Dieses atemberaubende Bild vom Hubble-Weltraumteleskop zeigt einen der nächsten galaktischen Nachbarn der Milchstraße, die Kleine Magellansche Wolke (SMC). Dieses mit Hubbles Wide Field Camera 3 aufgenommene Bild zeigt eine mit Sternen übersäte Region nahe dem Zentrum von NGC 346, wo junge, massereiche Sterne schwebende Wolken aus kosmischem Staub beleuchten. Bildnachweis: ESA/Hubble und NASA, C. Murray

Treffen Sie einen der nächsten Nachbarn der Milchstraße! Dieses neue Bild des Hubble-Weltraumteleskops beleuchtet die Kleine Magellansche Wolke (SMC), eine Zwerggalaxie, die etwa 200.000 Lichtjahre von der Erde entfernt ist. Der größte Teil des SMC befindet sich im Sternbild Tucana, ein kleiner Teil reicht bis in das benachbarte Sternbild Hydra.

Aufgrund ihrer unmittelbaren Nähe zur Erde ist die SMC eine der wenigen Galaxien, die mit bloßem Auge sichtbar sind. Beobachter auf der Südhalbkugel und in einigen nördlichen Breitengraden können es am Nachthimmel erkennen, wo es wie ein schwacher, separater Teil der Milchstraße erscheint. Tatsächlich reicht es jedoch weit über die Grenzen unserer Galaxie hinaus.
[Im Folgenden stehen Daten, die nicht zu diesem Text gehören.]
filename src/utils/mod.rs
pub mod logging;

pub use logging::init_logger;
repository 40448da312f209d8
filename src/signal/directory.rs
//! Name directory held by the signal server.

use std::collections::HashMap;
use tokio::sync::RwLock;
use uuid::Uuid;

/// One claimed name.
#[derive(Debug, Clone)]
pub struct Registration {
    /// Dialable `ip:port` of the owning peer
    pub endpoint: String,
    /// Token proving ownership; only the holder may release the name
    pub lease: Uuid,
    /// Unix timestamp (seconds) of the claim
    pub registered_at: i64,
}

/// Thread-safe map of active names.
pub struct Directory {
    names: RwLock<HashMap<String, Registration>>,
}

impl Default for Directory {
    fn default() -> Self {
        Self::new()
    }
}

impl Directory {
    pub fn new() -> Self {
        Self {
            names: RwLock::new(HashMap::new()),
        }
    }

    /// Claim `name` for `endpoint`. Returns `None` if someone already holds it.
    pub async fn register(&self, name: &str, endpoint: String) -> Option<Uuid> {
        let mut names = self.names.write().await;
        if names.contains_key(name) {
            return None;
        }

        let lease = Uuid::new_v4();
        names.insert(
            name.to_string(),
            Registration {
                endpoint,
                lease,
                registered_at: chrono::Utc::now().timestamp(),
            },
        );
        Some(lease)
    }

    /// Release `name` if `lease` still owns it, returning the registration.
    pub async fn release(&self, name: &str, lease: Uuid) -> Option<Registration> {
        let mut names = self.names.write().await;
        if !names.get(name).is_some_and(|reg| reg.lease == lease) {
            return None;
        }
        names.remove(name)
    }

    pub async fn lookup(&self, name: &str) -> Option<String> {
        self.names
            .read()
            .await
            .get(name)
            .map(|reg| reg.endpoint.clone())
    }

    pub async fn len(&self) -> usize {
        self.names.read().await.len()
    }
}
Astronomen waren überrascht, junge Sterne zu finden, die spiralförmig in das Zentrum eines massiven Sternhaufens in der Kleinen Magellanschen Wolke, einer Satellitengalaxie der Milchstraße, strömten. Die spiralförmigen Außenarme dieser riesigen, seltsam geformten Sternentstehungsstätte namens NGC 346 könnten die Sternentstehung mit Gasflüssen und Sternbewegungen versorgen. Forscher sagen, dass dies eine effiziente Möglichkeit ist, die Geburt von Sternen zu fördern. Bildquelle: NASA, ESA, AndiJames (STScI)

Mit seinem 2,4 Meter großen „Auge“ und den empfindlichen Instrumenten sind Hubbles Beobachtungen des SMC weitaus detaillierter und anschaulicher als alles, was Menschen sehen können. Die Forscher verwendeten Hubbles Wide Field Camera 3 (WFC3)-Instrument, um die Szene durch vier verschiedene Filter zu beobachten. Jeder Filter lässt Licht verschiedener Wellenlängen durch und erzeugt so farbenfrohe Bilder von Staubwolken, die über das Sternenfeld schweben. Das Sichtfeld von Hubble ist jedoch viel größer als das unserer Augen, sodass sehr weit entfernte Objekte besser beobachtet werden können. Dieses Bild zeigt eine kleine Region des SMC nahe dem Zentrum von NGC 346, einem Cluster aus Dutzenden massereicher junger Sterne (siehe Bild oben).